Pull every line with "fraction" from the data below and copy it.

** Opening Provided material block **

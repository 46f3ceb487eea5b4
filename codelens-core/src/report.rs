//! Report export and rendering for analysis results.

use std::fmt::Write;
use std::path::{Path, PathBuf};

use chrono::{DateTime, SecondsFormat, Utc};
use serde::{Deserialize, Serialize};

use crate::baseline::{features_with_baseline, verdict_counts};
use crate::batch::{BatchAnalysisResponse, FileStatus, similarity_label};
use crate::classify::AnalysisResult;
use crate::domain::{AnalysisResponse, BaselineSummary, FeatureGroup, IndividualAnalysisResponse};
use crate::error::Result;

/// Version stamped into every exported report.
pub const EXPORT_VERSION: &str = "1.0";

/// Analysis result wrapped with export metadata.
#[derive(Debug, Clone, PartialEq, Serialize, Deserialize)]
pub struct ExportedReport {
    /// The exported analysis.
    pub analysis: AnalysisResult,
    /// RFC 3339 export time.
    pub exported_at: String,
    /// Export format version.
    pub export_version: String,
}

impl ExportedReport {
    /// Wrap a result exported at `now`.
    pub fn new(analysis: AnalysisResult, now: DateTime<Utc>) -> Self {
        Self {
            analysis,
            exported_at: now.to_rfc3339_opts(SecondsFormat::Millis, true),
            export_version: EXPORT_VERSION.to_string(),
        }
    }
}

/// File name used when exporting `result`.
pub fn export_file_name(result: &AnalysisResult) -> String {
    format!("analysis-report-{}.json", result.analysis_id())
}

/// Write `result` as a pretty-printed export into `dir`, returning the file path.
pub fn write_export(dir: &Path, result: &AnalysisResult, now: DateTime<Utc>) -> Result<PathBuf> {
    let report = ExportedReport::new(result.clone(), now);
    std::fs::create_dir_all(dir)?;
    let path = dir.join(export_file_name(result));
    std::fs::write(&path, render_json(&report)?)?;
    log::info!("exported analysis {} to {}", result.analysis_id(), path.display());
    Ok(path)
}

/// Render any serializable payload as pretty JSON.
pub fn render_json<T: Serialize + ?Sized>(payload: &T) -> Result<String> {
    Ok(serde_json::to_string_pretty(payload)?)
}

/// Render an analysis result as Markdown.
pub fn render_analysis_markdown(result: &AnalysisResult) -> String {
    let mut output = String::new();
    let _ = writeln!(output, "# Code Analysis Report\n");
    let _ = writeln!(output, "- Analysis: `{}`", result.analysis_id());
    let _ = writeln!(output, "- Type: {}", result.kind().as_str());
    match result {
        AnalysisResult::Combined(response) => append_combined(&mut output, response),
        AnalysisResult::Individual(response) => append_individual(&mut output, response),
        AnalysisResult::AiMdx(response) => {
            if let Some(info) = &response.code_info {
                let _ = writeln!(output, "- File: {} ({})", info.filename, info.language);
            }
            let _ = writeln!(output, "\n{}", response.mdx_content.trim_end());
        }
    }
    output
}

/// Render a batch as Markdown.
pub fn render_batch_markdown(batch: &BatchAnalysisResponse) -> String {
    let mut output = String::new();
    let _ = writeln!(output, "# Batch Analysis Report\n");
    let _ = writeln!(output, "- Batch: `{}`", batch.batch_id);
    let _ = writeln!(output, "- Status: {}", batch.status.as_str());
    let _ = writeln!(
        output,
        "- Processed: {}/{} files",
        batch.processed_files, batch.total_files
    );
    if let Some(message) = &batch.message {
        let _ = writeln!(output, "- Message: {message}");
    }
    let _ = writeln!(output);

    if batch.results.is_empty() {
        let _ = writeln!(output, "### Files\nNo results yet.");
        return output;
    }
    let _ = writeln!(output, "### Files");
    let _ = writeln!(
        output,
        "| File | Status | AI | Human | Label | LOC | Size |"
    );
    let _ = writeln!(output, "|---|---|---|---|---|---|---|");
    for file in &batch.results {
        match file.status {
            FileStatus::Success => {
                let _ = writeln!(
                    output,
                    "| {} | success | {:.1}% | {:.1}% | {} | {} | {} |",
                    file.filepath,
                    file.ai_similarity,
                    file.human_similarity,
                    similarity_label(file.ai_similarity, file.human_similarity).as_str(),
                    file.loc,
                    format_file_size(file.file_size)
                );
            }
            FileStatus::Error => {
                let _ = writeln!(
                    output,
                    "| {} | error: {} | - | - | - | - | - |",
                    file.filepath,
                    file.error.as_deref().unwrap_or("unknown error")
                );
            }
        }
    }
    output
}

/// Format a 0-1 fraction as a percentage with one decimal.
pub fn format_percent(fraction: f64) -> String {
    format!("{:.1}%", fraction * 100.0)
}

/// Coarse reading of an overall AI-likelihood score.
#[derive(Debug, Copy, Clone, PartialEq, Eq)]
pub enum ConfidenceLevel {
    /// Below 0.6.
    Low,
    /// From 0.6 up to 0.8.
    Medium,
    /// 0.8 and above.
    High,
}

impl ConfidenceLevel {
    /// Bucket a 0-1 score.
    pub fn from_score(score: f64) -> Self {
        if score >= 0.8 {
            ConfidenceLevel::High
        } else if score >= 0.6 {
            ConfidenceLevel::Medium
        } else {
            ConfidenceLevel::Low
        }
    }

    /// Lowercase label.
    pub fn as_str(self) -> &'static str {
        match self {
            ConfidenceLevel::Low => "low",
            ConfidenceLevel::Medium => "medium",
            ConfidenceLevel::High => "high",
        }
    }

    /// Reader-facing interpretation of the level.
    pub fn description(self) -> &'static str {
        match self {
            ConfidenceLevel::Low => "likely written by the student",
            ConfidenceLevel::Medium => "suspected AI assistance",
            ConfidenceLevel::High => "very likely AI-generated",
        }
    }
}

/// Format a byte count using B/KB/MB/GB with at most two decimals.
pub fn format_file_size(bytes: u64) -> String {
    const UNITS: [&str; 4] = ["B", "KB", "MB", "GB"];
    if bytes == 0 {
        return "0 B".to_string();
    }
    let mut value = bytes as f64;
    let mut unit = 0;
    while value >= 1024.0 && unit < UNITS.len() - 1 {
        value /= 1024.0;
        unit += 1;
    }
    let formatted = format!("{value:.2}");
    let trimmed = formatted.trim_end_matches('0').trim_end_matches('.');
    format!("{trimmed} {}", UNITS[unit])
}

fn append_combined(output: &mut String, response: &AnalysisResponse) {
    let info = &response.code_info;
    let _ = writeln!(
        output,
        "- File: {} ({}, {} lines, {})",
        info.filename,
        info.language,
        info.loc,
        format_file_size(info.file_size)
    );
    let assessment = &response.assessment;
    let _ = writeln!(output, "\n## Assessment\n");
    let _ = writeln!(
        output,
        "- AI likelihood: {}",
        format_percent(assessment.overall_score)
    );
    let level = ConfidenceLevel::from_score(assessment.overall_score);
    let _ = writeln!(output, "- Level: {} ({})", level.as_str(), level.description());
    let _ = writeln!(output, "- Confidence: {}", format_percent(assessment.confidence));
    let _ = writeln!(output, "- Summary: {}", assessment.summary);
    let _ = writeln!(output);
    append_list(
        output,
        "Key indicators",
        &assessment.key_indicators,
        "No key indicators.",
    );

    for (_, group) in response.feature_groups.iter() {
        append_group(output, group);
    }

    if let Some(summary) = &assessment.baseline_summary {
        append_baseline_summary(output, summary);
    }
    let strongest = features_with_baseline(&response.feature_groups);
    if !strongest.is_empty() {
        let counts = verdict_counts(strongest.iter().copied());
        let _ = writeln!(
            output,
            "### Baseline comparisons ({} ai-like, {} human-like, {} neutral)",
            counts.ai_like, counts.human_like, counts.neutral
        );
        for feature in strongest {
            if let Some(cmp) = &feature.baseline_comparison {
                let _ = writeln!(
                    output,
                    "- {}: {} (AI {}, human {}) {}",
                    feature.name,
                    cmp.verdict.as_str(),
                    format_percent(cmp.ai_similarity),
                    format_percent(cmp.human_similarity),
                    cmp.explanation
                );
            }
        }
        let _ = writeln!(output);
    }
}

fn append_group(output: &mut String, group: &FeatureGroup) {
    let _ = writeln!(
        output,
        "### {} (score {:.2})",
        group.group_name, group.group_score
    );
    if group.features.is_empty() {
        let _ = writeln!(output, "No features.\n");
        return;
    }
    for feature in &group.features {
        let _ = writeln!(
            output,
            "- {}: {:.3} ({})",
            feature.name, feature.value, feature.interpretation
        );
    }
    let _ = writeln!(output);
}

fn append_baseline_summary(output: &mut String, summary: &BaselineSummary) {
    let _ = writeln!(output, "## Baseline summary\n");
    let _ = writeln!(
        output,
        "- AI similarity: {}",
        format_percent(summary.overall_ai_similarity)
    );
    let _ = writeln!(
        output,
        "- Human similarity: {}",
        format_percent(summary.overall_human_similarity)
    );
    let _ = writeln!(
        output,
        "- Features: {} ai-like, {} human-like, {} neutral",
        summary.ai_like_features, summary.human_like_features, summary.neutral_features
    );
    let _ = writeln!(output);
    append_list(
        output,
        "Strongest AI indicators",
        &summary.strongest_ai_indicators,
        "None.",
    );
    append_list(
        output,
        "Strongest human indicators",
        &summary.strongest_human_indicators,
        "None.",
    );
}

fn append_individual(output: &mut String, response: &IndividualAnalysisResponse) {
    let info = &response.code_info;
    let _ = writeln!(
        output,
        "- File: {} ({}, {} lines, {})",
        info.filename,
        info.language,
        info.loc,
        format_file_size(info.file_size)
    );
    let _ = writeln!(output, "- Summary: {}\n", response.summary);
    let _ = writeln!(output, "### Features ({})", response.analysis_type);
    if response.features.is_empty() {
        let _ = writeln!(output, "No features.");
        return;
    }
    for (name, value) in &response.features {
        let _ = writeln!(output, "- {name}: {value:.3}");
    }
}

fn append_list(output: &mut String, title: &str, items: &[String], empty_message: &str) {
    if items.is_empty() {
        let _ = writeln!(output, "### {title}\n{empty_message}\n");
        return;
    }
    let _ = writeln!(output, "### {title}");
    for item in items {
        let _ = writeln!(output, "- {item}");
    }
    let _ = writeln!(output);
}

** Closing Provided material block **

Answer box:
/// Format a 0-1 fraction as a percentage with one decimal.
pub fn format_percent(fraction: f64) -> String {
    format!("{:.1}%", fraction * 100.0)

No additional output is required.